--- Raw data Enclosed Below ---

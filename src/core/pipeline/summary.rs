//! Run summary and reporting
//!
//! Tallies what a single pipeline pass did and maps it to a process exit code.

use chrono::{DateTime, Utc};
use std::time::Duration;
use uuid::Uuid;

/// Summary of one pipeline pass
#[derive(Debug, Clone)]
pub struct RunSummary {
    /// Identifier shared by every log line of the run
    pub run_id: Uuid,

    /// Wall-clock start of the run
    pub started_at: DateTime<Utc>,

    /// Duration of the run, alert drain included
    pub duration: Duration,

    /// Whether the orders API could not be read at all
    pub fetch_failed: bool,

    /// Orders returned by the repository
    pub orders_fetched: usize,

    /// Documents in the response that could not be decoded
    pub orders_dropped: usize,

    /// Orders handed to the processor, malformed ones included
    pub orders_processed: usize,

    /// Orders the update endpoint accepted
    pub orders_published: usize,

    /// Orders the update endpoint rejected or could not be reached for
    pub publish_failures: usize,

    /// Orders without an items field
    pub malformed_orders: usize,

    /// Items that could not be evaluated
    pub item_errors: usize,

    /// Items found delivered
    pub delivered_items: usize,

    /// Alerts the alert endpoint accepted
    pub alerts_sent: usize,

    /// Alerts that failed
    pub alerts_failed: usize,

    /// Whether the run stopped early on a shutdown signal
    pub interrupted: bool,

    /// Per-order errors
    pub errors: Vec<RunError>,
}

impl RunSummary {
    /// Create an empty summary for a run starting now
    pub fn new(run_id: Uuid) -> Self {
        Self {
            run_id,
            started_at: Utc::now(),
            duration: Duration::from_secs(0),
            fetch_failed: false,
            orders_fetched: 0,
            orders_dropped: 0,
            orders_processed: 0,
            orders_published: 0,
            publish_failures: 0,
            malformed_orders: 0,
            item_errors: 0,
            delivered_items: 0,
            alerts_sent: 0,
            alerts_failed: 0,
            interrupted: false,
            errors: Vec::new(),
        }
    }

    /// Set the duration
    pub fn with_duration(mut self, duration: Duration) -> Self {
        self.duration = duration;
        self
    }

    /// Add an error
    pub fn add_error(&mut self, error: RunError) {
        self.errors.push(error);
    }

    /// True when nothing failed: fetch and decode clean, no order/item errors,
    /// no rejected updates or alerts
    pub fn is_successful(&self) -> bool {
        !self.fetch_failed
            && self.orders_dropped == 0
            && self.errors.is_empty()
            && self.publish_failures == 0
            && self.alerts_failed == 0
    }

    /// Process exit code for this run
    ///
    /// `130` when interrupted, `0` when successful, `1` otherwise.
    pub fn exit_code(&self) -> i32 {
        if self.interrupted {
            130
        } else if self.is_successful() {
            0
        } else {
            1
        }
    }

    /// Log the summary
    pub fn log_summary(&self) {
        tracing::info!(
            run_id = %self.run_id,
            fetch_failed = self.fetch_failed,
            orders_fetched = self.orders_fetched,
            orders_dropped = self.orders_dropped,
            orders_processed = self.orders_processed,
            orders_published = self.orders_published,
            publish_failures = self.publish_failures,
            malformed_orders = self.malformed_orders,
            item_errors = self.item_errors,
            delivered_items = self.delivered_items,
            alerts_sent = self.alerts_sent,
            alerts_failed = self.alerts_failed,
            interrupted = self.interrupted,
            duration_ms = self.duration.as_millis() as u64,
            "Pipeline run completed"
        );

        if !self.errors.is_empty() {
            tracing::warn!(error_count = self.errors.len(), "Run completed with errors");
            for error in &self.errors {
                tracing::warn!(
                    error_type = ?error.error_type,
                    message = %error.message,
                    context = error.context.as_deref().unwrap_or(""),
                    "Run error"
                );
            }
        }
    }
}

/// Type of run error
#[derive(Debug, Clone, Copy, PartialEq, Eq)]
pub enum RunErrorType {
    /// Orders API unreachable, non-success status or unreadable body
    Fetch,
    /// Order document that could not be decoded
    Decode,
    /// Order without an items field
    MalformedOrder,
    /// Item without a status
    MissingStatus,
    /// Update endpoint rejected the order
    Publish,
}

/// Run error with context
#[derive(Debug, Clone)]
pub struct RunError {
    pub error_type: RunErrorType,
    pub message: String,
    /// e.g. `order_id=o11`
    pub context: Option<String>,
}

impl RunError {
    pub fn new(error_type: RunErrorType, message: impl Into<String>) -> Self {
        Self {
            error_type,
            message: message.into(),
            context: None,
        }
    }

    pub fn with_context(mut self, context: impl Into<String>) -> Self {
        self.context = Some(context.into());
        self
    }
}
//! Domain identifier types with validation

use serde::{Deserialize, Serialize};
use std::fmt;
use std::str::FromStr;

/// Order identifier newtype wrapper
///
/// Wire payloads carry the identifier as a plain string (`"OrderId": "o11"`);
/// decoding rejects empty or whitespace-only identifiers.
///
/// # Examples
///
/// ```
/// use orderwatch::domain::ids::OrderId;
/// use std::str::FromStr;
///
/// let order_id = OrderId::from_str("o11").unwrap();
/// assert_eq!(order_id.as_str(), "o11");
/// assert!(OrderId::from_str("  ").is_err());
/// ```
#[derive(Debug, Clone, PartialEq, Eq, Hash, Serialize, Deserialize)]
#[serde(try_from = "String", into = "String")]
pub struct OrderId(String);

impl OrderId {
    /// Creates a new OrderId, rejecting empty identifiers
    pub fn new(id: impl Into<String>) -> Result<Self, String> {
        let id = id.into();
        if id.trim().is_empty() {
            return Err("Order ID cannot be empty".to_string());
        }
        Ok(Self(id))
    }

    /// Returns the order ID as a string slice
    pub fn as_str(&self) -> &str {
        &self.0
    }
}

impl fmt::Display for OrderId {
    fn fmt(&self, f: &mut fmt::Formatter<'_>) -> fmt::Result {
        write!(f, "{}", self.0)
    }
}

impl FromStr for OrderId {
    type Err = String;

    fn from_str(s: &str) -> Result<Self, Self::Err> {
        Self::new(s)
    }
}

impl TryFrom<String> for OrderId {
    type Error = String;

    fn try_from(value: String) -> Result<Self, Self::Error> {
        Self::new(value)
    }
}

impl From<OrderId> for String {
    fn from(id: OrderId) -> Self {
        id.0
    }
}

impl AsRef<str> for OrderId {
    fn as_ref(&self) -> &str {
        &self.0
    }
}

#[cfg(test)]
mod tests {
    use super::*;

    #[test]
    fn test_order_id_valid() {
        let id = OrderId::new("o99").unwrap();
        assert_eq!(id.as_str(), "o99");
        assert_eq!(id.to_string(), "o99");
        assert_eq!(String::from(id), "o99");
    }

    #[test]
    fn test_order_id_rejects_blank() {
        assert!(OrderId::new("").is_err());
        assert!(OrderId::new("   ").is_err());
    }

    #[test]
    fn test_order_id_serde_is_transparent_string() {
        let id: OrderId = serde_json::from_str("\"o25\"").unwrap();
        assert_eq!(id.as_str(), "o25");
        assert_eq!(serde_json::to_string(&id).unwrap(), "\"o25\"");
    }

    #[test]
    fn test_order_id_serde_rejects_blank() {
        assert!(serde_json::from_str::<OrderId>("\"\"").is_err());
    }
}
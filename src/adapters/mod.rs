//! External system integrations for Orderwatch.
//!
//! - [`traits`] - The [`OrderRepository`], [`Notifier`], and [`UpdatePublisher`] seams
//! - [`http`] - reqwest-backed implementations for the orders, alert, and update APIs
//! - [`dry_run`] - Logging sinks used in dry-run mode
//! - [`sample`] - In-memory repository serving the built-in sample batch
//! - [`factory`] - Chooses implementations from configuration
//!
//! # Example
//!
//! ```rust,no_run
//! use orderwatch::adapters::create_services;
//! use orderwatch::config::load_config;
//!
//! # async fn example() -> Result<(), Box<dyn std::error::Error>> {
//! let config = load_config("orderwatch.toml")?;
//! let services = create_services(&config, false)?;
//! let batch = services.repository.fetch_orders().await;
//! println!("{} orders, {} dropped", batch.orders.len(), batch.dropped.len());
//! # Ok(())
//! # }
//! ```

pub mod dry_run;
pub mod factory;
pub mod http;
pub mod sample;
pub mod traits;

pub use factory::{create_services, PipelineServices};
pub use traits::{
    DroppedDocument, FetchedBatch, Notifier, OrderRepository, SendOutcome, UpdatePublisher,
};
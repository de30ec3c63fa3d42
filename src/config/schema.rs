//! Configuration schema types
//!
//! This module defines the configuration structure for Orderwatch.

use crate::config::SecretString;
use serde::{Deserialize, Serialize};
use url::Url;

/// Main Orderwatch configuration
///
/// This is the root configuration structure that maps to the TOML file.
#[derive(Debug, Clone, Serialize, Deserialize)]
pub struct OrderwatchConfig {
    /// Application-level settings
    #[serde(default)]
    pub application: ApplicationConfig,

    /// Remote endpoint addresses
    pub endpoints: EndpointsConfig,

    /// HTTP client settings shared by all endpoints
    #[serde(default)]
    pub http: HttpConfig,

    /// Logging configuration
    #[serde(default)]
    pub logging: LoggingConfig,
}

impl OrderwatchConfig {
    /// Validates the configuration
    ///
    /// # Errors
    ///
    /// Returns an error if any configuration values are invalid
    pub fn validate(&self) -> Result<(), String> {
        self.application.validate()?;
        self.endpoints.validate()?;
        self.http.validate()?;
        self.logging.validate()?;
        Ok(())
    }
}

/// Application-level configuration
#[derive(Debug, Clone, Serialize, Deserialize)]
pub struct ApplicationConfig {
    /// Log level (trace, debug, info, warn, error)
    #[serde(default = "default_log_level")]
    pub log_level: String,

    /// Dry run mode (log alerts and updates instead of sending them)
    #[serde(default)]
    pub dry_run: bool,
}

impl ApplicationConfig {
    fn validate(&self) -> Result<(), String> {
        let valid_levels = ["trace", "debug", "info", "warn", "error"];
        if !valid_levels.contains(&self.log_level.as_str()) {
            return Err(format!(
                "Invalid log_level '{}'. Must be one of: {}",
                self.log_level,
                valid_levels.join(", ")
            ));
        }
        Ok(())
    }
}

impl Default for ApplicationConfig {
    fn default() -> Self {
        Self {
            log_level: default_log_level(),
            dry_run: false,
        }
    }
}

/// Remote endpoint addresses, resolved once at startup
#[derive(Debug, Clone, Serialize, Deserialize)]
pub struct EndpointsConfig {
    /// Endpoint returning the pending orders batch (GET)
    pub orders_api_url: String,

    /// Endpoint receiving delivery alerts (POST)
    pub alert_api_url: String,

    /// Endpoint receiving updated orders (POST)
    pub update_api_url: String,
}

impl EndpointsConfig {
    fn validate(&self) -> Result<(), String> {
        validate_endpoint("endpoints.orders_api_url", &self.orders_api_url)?;
        validate_endpoint("endpoints.alert_api_url", &self.alert_api_url)?;
        validate_endpoint("endpoints.update_api_url", &self.update_api_url)?;
        Ok(())
    }
}

fn validate_endpoint(name: &str, value: &str) -> Result<(), String> {
    if value.trim().is_empty() {
        return Err(format!("{name} cannot be empty"));
    }

    let url = Url::parse(value).map_err(|e| format!("{name} is not a valid URL: {e}"))?;
    if url.scheme() != "http" && url.scheme() != "https" {
        return Err(format!("{name} must start with http:// or https://"));
    }

    Ok(())
}

/// Authentication scheme applied to every outgoing request
#[derive(Debug, Clone, Copy, PartialEq, Eq, Serialize, Deserialize, Default)]
#[serde(rename_all = "lowercase")]
pub enum AuthType {
    /// No Authorization header
    #[default]
    None,
    /// HTTP Basic authentication
    Basic,
    /// Bearer token
    Bearer,
}

/// HTTP client configuration
#[derive(Debug, Clone, Serialize, Deserialize)]
pub struct HttpConfig {
    /// Request timeout in seconds
    #[serde(default = "default_timeout_seconds")]
    pub timeout_seconds: u64,

    /// Connect timeout in seconds
    #[serde(default = "default_connect_timeout_seconds")]
    pub connect_timeout_seconds: u64,

    /// TLS certificate verification enabled
    ///
    /// Only disable this against development endpoints with self-signed certificates.
    #[serde(default = "default_true")]
    pub tls_verify: bool,

    /// Authentication scheme
    #[serde(default)]
    pub auth_type: AuthType,

    /// Username for basic authentication
    #[serde(default)]
    pub username: Option<String>,

    /// Password for basic authentication
    #[serde(default)]
    pub password: Option<SecretString>,

    /// Token for bearer authentication
    #[serde(default)]
    pub token: Option<SecretString>,
}

impl HttpConfig {
    fn validate(&self) -> Result<(), String> {
        use secrecy::ExposeSecret;

        if self.timeout_seconds == 0 || self.timeout_seconds > 300 {
            return Err(format!(
                "http.timeout_seconds must be between 1 and 300, got {}",
                self.timeout_seconds
            ));
        }

        if self.connect_timeout_seconds == 0 {
            return Err("http.connect_timeout_seconds must be > 0".to_string());
        }

        match self.auth_type {
            AuthType::None => {}
            AuthType::Basic => {
                if self.username.as_deref().map(str::is_empty).unwrap_or(true) {
                    return Err(
                        "http.username cannot be empty when auth_type is 'basic'".to_string()
                    );
                }
                if self
                    .password
                    .as_ref()
                    .map(|p| p.expose_secret().is_empty())
                    .unwrap_or(true)
                {
                    return Err(
                        "http.password cannot be empty when auth_type is 'basic'".to_string()
                    );
                }
            }
            AuthType::Bearer => {
                if self
                    .token
                    .as_ref()
                    .map(|t| t.expose_secret().is_empty())
                    .unwrap_or(true)
                {
                    return Err("http.token cannot be empty when auth_type is 'bearer'".to_string());
                }
            }
        }

        Ok(())
    }
}

impl Default for HttpConfig {
    fn default() -> Self {
        Self {
            timeout_seconds: default_timeout_seconds(),
            connect_timeout_seconds: default_connect_timeout_seconds(),
            tls_verify: true,
            auth_type: AuthType::None,
            username: None,
            password: None,
            token: None,
        }
    }
}

/// Logging configuration
#[derive(Debug, Clone, Serialize, Deserialize)]
pub struct LoggingConfig {
    /// Enable local JSON file logging
    #[serde(default)]
    pub local_enabled: bool,

    /// Directory for log files
    #[serde(default = "default_local_path")]
    pub local_path: String,

    /// Log rotation strategy (daily, hourly, never)
    #[serde(default = "default_local_rotation")]
    pub local_rotation: String,
}

impl LoggingConfig {
    fn validate(&self) -> Result<(), String> {
        let valid_rotations = ["daily", "hourly", "never"];
        if !valid_rotations.contains(&self.local_rotation.as_str()) {
            return Err(format!(
                "Invalid logging.local_rotation '{}'. Must be one of: {}",
                self.local_rotation,
                valid_rotations.join(", ")
            ));
        }

        if self.local_enabled && self.local_path.trim().is_empty() {
            return Err("logging.local_path cannot be empty when local_enabled is true".to_string());
        }

        Ok(())
    }
}

impl Default for LoggingConfig {
    fn default() -> Self {
        Self {
            local_enabled: false,
            local_path: default_local_path(),
            local_rotation: default_local_rotation(),
        }
    }
}

// Default value functions
fn default_log_level() -> String {
    "info".to_string()
}

fn default_true() -> bool {
    true
}

fn default_timeout_seconds() -> u64 {
    30
}

fn default_connect_timeout_seconds() -> u64 {
    10
}

fn default_local_path() -> String {
    "./logs".to_string()
}

fn default_local_rotation() -> String {
    "daily".to_string()
}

--- End of Enclosed Raw data ---

Across the entries above, how many lines carry the word "completed"? Write only the number.

2